→ **Exercise brief**
Copy every line of the records below that holds the word "const".

→ **Records to use**
//! Shared key generation for storage backends.
//!
//! All object-store keys are produced here so the layout stays consistent
//! between the ingest and derive stages.

use chirp_core::species_slug;

pub const RECORDINGS_METADATA_CSV: &str = "metadata/recordings_metadata.csv";
pub const RECORDINGS_METADATA_JSON: &str = "metadata/recordings_metadata.json";
pub const SPECTROGRAMS_METADATA_CSV: &str = "metadata/spectrograms_metadata.csv";
pub const SPECTROGRAMS_METADATA_JSON: &str = "metadata/spectrograms_metadata.json";

/// Key for a raw audio blob: `raw-audio/{species_slug}/{recording_id}.mp3`.
pub fn audio_key(species_common_name: &str, recording_id: &str) -> String {
    format!(
        "raw-audio/{}/{}.mp3",
        species_slug(species_common_name),
        recording_id
    )
}

/// Key for a derived image: `spectrograms/{species_slug}/{recording_id}.png`.
pub fn spectrogram_key(species_common_name: &str, recording_id: &str) -> String {
    format!(
        "spectrograms/{}/{}.png",
        species_slug(species_common_name),
        recording_id
    )
}

/// Prefix holding all audio for one species.
pub fn species_audio_prefix(species_common_name: &str) -> String {
    format!("raw-audio/{}/", species_slug(species_common_name))
}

→ **Your solution**
pub const RECORDINGS_METADATA_CSV: &str = "metadata/recordings_metadata.csv";
pub const RECORDINGS_METADATA_JSON: &str = "metadata/recordings_metadata.json";
pub const SPECTROGRAMS_METADATA_CSV: &str = "metadata/spectrograms_metadata.csv";
pub const SPECTROGRAMS_METADATA_JSON: &str = "metadata/spectrograms_metadata.json";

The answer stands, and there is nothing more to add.